Article Seven of our Restated Certificate of Incorporation provides, in part, that to the extent required by New York Business Corporation Law, or NYBCL, no director shall have any personal liability to us or our shareholders$2,700,000 for damage for any breach of duty as such director, provided that each such director shall be liable under the following circumstances: (a) in the event that a judgment or other final adjudication adverse to such director establishes that his acts or omissions were in bad faith, involved intentional misconduct or a knowing violation of law or that such director personally gained in fact a financial profit or other advantage to which such director was not legally entitled or that such director’s acts violated Section 719 of the NYBCL or (b) for any act or omission prior to the adoption of Article Seven of our Restated Certificate of Incorporation.
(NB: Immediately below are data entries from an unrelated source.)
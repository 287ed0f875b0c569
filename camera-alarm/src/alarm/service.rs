//! Alarm lifecycle: bringing the vendor alarm feature and the monitor up and down.

use std::sync::Arc;

use parking_lot::{Mutex, RwLock};
use tokio::runtime::Handle;
use tokio::task::JoinHandle;
use tokio_util::sync::CancellationToken;
use tracing::{debug, error, info, warn};

use super::clock::{Clock, SystemClock};
use super::command::{CommandRunner, ShellCommandRunner};
use super::ingest::AlarmEventIngest;
use super::kind::{AlarmKind, AlarmState};
use super::monitor::AlarmMonitor;
use super::publish::AlarmTransport;
use super::sdk::{AlarmEventHandler, AlarmSdk, DETECTION_RESOLUTION, OverlaySink};
use super::timestamps::AlarmTimestamps;
use crate::config::AlarmConfig;
use crate::error::StepFailures;
use crate::{Error, Result};

struct MonitorHandle {
    cancel: CancellationToken,
    task: JoinHandle<()>,
}

/// Owns the alarm subsystem for one camera.
pub struct AlarmService {
    config: Arc<AlarmConfig>,
    sdk: Arc<dyn AlarmSdk>,
    transport: Arc<dyn AlarmTransport>,
    runner: Arc<dyn CommandRunner>,
    clock: Arc<dyn Clock>,
    timestamps: Arc<AlarmTimestamps>,
    handler: Arc<dyn AlarmEventHandler>,
    state: Arc<RwLock<AlarmState>>,
    monitor: Mutex<Option<MonitorHandle>>,
}

impl AlarmService {
    /// Create a service using the system clock and `sh -c` hook commands.
    pub fn new(
        config: AlarmConfig,
        sdk: Arc<dyn AlarmSdk>,
        overlay: Arc<dyn OverlaySink>,
        transport: Arc<dyn AlarmTransport>,
    ) -> Self {
        let runner = ShellCommandRunner::new().with_timeout(config.command_timeout_secs);
        Self::with_parts(
            config,
            sdk,
            overlay,
            transport,
            Arc::new(runner),
            Arc::new(SystemClock),
        )
    }

    /// Create a service with explicit command runner and clock.
    pub fn with_parts(
        config: AlarmConfig,
        sdk: Arc<dyn AlarmSdk>,
        overlay: Arc<dyn OverlaySink>,
        transport: Arc<dyn AlarmTransport>,
        runner: Arc<dyn CommandRunner>,
        clock: Arc<dyn Clock>,
    ) -> Self {
        let timestamps = Arc::new(AlarmTimestamps::new());
        let handler: Arc<dyn AlarmEventHandler> = Arc::new(AlarmEventIngest::new(
            timestamps.clone(),
            overlay,
            clock.clone(),
        ));

        Self {
            config: Arc::new(config),
            sdk,
            transport,
            runner,
            clock,
            timestamps,
            handler,
            state: Arc::new(RwLock::new(AlarmState::default())),
            monitor: Mutex::new(None),
        }
    }

    pub fn config(&self) -> &AlarmConfig {
        &self.config
    }

    /// Last debounced state computed by the monitor.
    pub fn state(&self) -> AlarmState {
        *self.state.read()
    }

    /// Whether the monitor task is alive.
    pub fn is_running(&self) -> bool {
        self.monitor
            .lock()
            .as_ref()
            .is_some_and(|m| !m.task.is_finished())
    }

    /// Initialize the vendor alarm feature and start the monitor.
    ///
    /// Does nothing when alarms are disabled. On failure everything set up so
    /// far is torn down with [`free`](Self::free), whose own errors are only logged.
    pub async fn init(&self) -> Result<()> {
        debug!("Alarm init called");

        if !self.config.enable {
            info!("Alarm init skipped, because alarms are disabled");
            return Ok(());
        }

        let result = self.init_steps();
        match &result {
            Ok(()) => info!("Alarm init completed"),
            Err(e) => {
                error!(error = %e, "Alarm init failed");
                match self.free().await {
                    Ok(()) => debug!("Alarm cleanup after failed init succeeded"),
                    Err(e) => warn!(error = %e, "Alarm cleanup after failed init failed"),
                }
            }
        }
        result
    }

    fn init_steps(&self) -> Result<()> {
        let resolution_type = self
            .sdk
            .change_resolution_type(DETECTION_RESOLUTION)
            .map_err(|e| Error::sdk("change_resolution_type", e))?;
        debug!(resolution = ?DETECTION_RESOLUTION, resolution_type, "Detection resolution selected");

        let size = self
            .sdk
            .picture_size(resolution_type)
            .map_err(|e| Error::sdk("picture_size", e))?;

        self.sdk
            .alarm_init(size.width, size.height)
            .map_err(|e| Error::sdk("alarm_init", e))?;
        debug!(width = size.width, height = size.height, "Vendor alarm feature initialized");

        for kind in AlarmKind::ALL {
            let sensitivity = self.config.sensitivity(kind);
            self.sdk
                .set_alarm_sensitivity(kind, sensitivity)
                .map_err(|e| Error::sdk("set_alarm_sensitivity", e))?;
            debug!(kind = %kind, sensitivity, "Alarm sensitivity set");
        }

        // Events delivered from registration onwards must reach the monitor.
        self.timestamps.reset();
        *self.state.write() = AlarmState::default();

        self.sdk
            .register_alarm_handler(self.handler.clone())
            .map_err(|e| Error::sdk("register_alarm_handler", e))?;

        self.start_monitor()
    }

    fn start_monitor(&self) -> Result<()> {
        let mut slot = self.monitor.lock();
        if slot.as_ref().is_some_and(|m| !m.task.is_finished()) {
            return Err(Error::MonitorAlreadyRunning);
        }

        let runtime = Handle::try_current().map_err(|_| Error::NoRuntime)?;

        let monitor = AlarmMonitor::new(
            self.config.clone(),
            self.timestamps.clone(),
            self.transport.clone(),
            self.runner.clone(),
            self.clock.clone(),
            self.state.clone(),
        );
        let cancel = CancellationToken::new();
        let task = runtime.spawn(monitor.run(cancel.clone()));

        *slot = Some(MonitorHandle { cancel, task });
        Ok(())
    }

    /// Enable or disable detection of both kinds.
    ///
    /// Both kinds are always attempted; any failure fails the call.
    pub fn switch(&self, enabled: bool) -> Result<()> {
        if !self.config.enable {
            info!("Alarm switch ignored, because alarms are disabled");
            return Ok(());
        }

        info!(enabled, "Switching alarms");
        let mut failures = StepFailures::new("alarm_switch");

        for kind in AlarmKind::ALL {
            let step = match kind {
                AlarmKind::Motion => "set_alarm_switch(motion)",
                AlarmKind::Humanoid => "set_alarm_switch(humanoid)",
            };
            let result = self
                .sdk
                .set_alarm_switch(kind, enabled)
                .map_err(|e| Error::sdk(step, e));
            if let Err(e) = &result {
                warn!(kind = %kind, error = %e, "Failed to switch alarm");
            }
            failures.record(step, &result);
        }

        failures.into_result()
    }

    /// Disable alarms, stop the monitor and release the vendor alarm feature.
    ///
    /// Every step runs even if an earlier one failed.
    pub async fn free(&self) -> Result<()> {
        debug!("Alarm free called");
        let mut failures = StepFailures::new("alarm_free");

        let result = self.switch(false);
        if let Err(e) = &result {
            warn!(error = %e, "Failed to disable alarms");
        }
        failures.record("alarm_switch(false)", &result);

        let monitor = self.monitor.lock().take();
        if let Some(monitor) = monitor {
            let result = stop_monitor(monitor).await;
            if let Err(e) = &result {
                warn!(error = %e, "Failed to stop alarm monitor");
            }
            failures.record("stop_monitor", &result);
        }

        let result = self
            .sdk
            .clear_alarm_handler(&self.handler)
            .map_err(|e| Error::sdk("clear_alarm_handler", e));
        if let Err(e) = &result {
            warn!(error = %e, "Failed to clear alarm handler");
        }
        failures.record("clear_alarm_handler", &result);

        let result = self
            .sdk
            .alarm_exit()
            .map_err(|e| Error::sdk("alarm_exit", e));
        if let Err(e) = &result {
            warn!(error = %e, "Failed to exit vendor alarm feature");
        }
        failures.record("alarm_exit", &result);

        let result = failures.into_result();
        debug!(success = result.is_ok(), "Alarm free completed");
        result
    }
}

async fn stop_monitor(monitor: MonitorHandle) -> Result<()> {
    monitor.cancel.cancel();
    monitor
        .task
        .await
        .map_err(|e| Error::MonitorJoin(e.to_string()))
}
Article Nine of our Amended and Restated Bylaws provide that we shall indemnify any person, by reason of the fact that such person is or was a director or officer of our Company or served any other corporation, partnership, joint venture, trust, employee benefit plan, or other enterprise in any capacity at our request, against judgments, fines, amounts paid in settlement and reasonable expenses, including attorney’s fees incurred as a result of an action or proceeding, or any appeal therefrom, provided, however, that no indemnification shall be made to, or on behalf of, any director or officer if a judgment or other final adjudication adverse to such director or officer establishes that (a) his or her acts were committed in bad faith or were the result of active and deliberate dishonesty and, in either case, were material to the cause of action so adjudicated, or (b) he or she personally gained in fact a financial profit or other advantage to which he or she was not legally entitled.
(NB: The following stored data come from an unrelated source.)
//! Wall-clock source for alarm timestamps.

use chrono::Utc;

/// Source of epoch seconds.
///
/// Injected so the monitor can be stepped deterministically in tests.
pub trait Clock: Send + Sync {
    fn now(&self) -> i64;
}

/// Clock backed by the system wall clock.
#[derive(Debug, Clone, Copy, Default)]
pub struct SystemClock;

impl Clock for SystemClock {
    fn now(&self) -> i64 {
        Utc::now().timestamp()
    }
}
We may purchase and maintain insurance for our own indemnification and for that of our directors and officers and other proper persons as described in Article Nine of our Amended and Restated Bylaws. We maintain and pay premiums for directors’ and officers’ liability insurance policies.

We are incorporated under the laws of the State of New York and Sections 721-726 of Article 7 of the NYBCL provide for the indemnification and advancement of expenses to directors and officers. Section 721 of the NYBCL provides that indemnification and advancement of expenses provisions contained in the NYBCL shall not be deemed exclusive of any rights which a director or officer seeking indemnification or advancement of expenses may be entitled, provided no indemnification may be made on behalf of any director or officer if a judgment or other final adjudication adverse to the director or officer establishes that his or her acts were committed in bad faith or were the result of active and deliberate dishonesty and were material to the cause of action so adjudicated, or that he or she personally gained in fact a financial profit or other advantage to which he or she was not legally entitled.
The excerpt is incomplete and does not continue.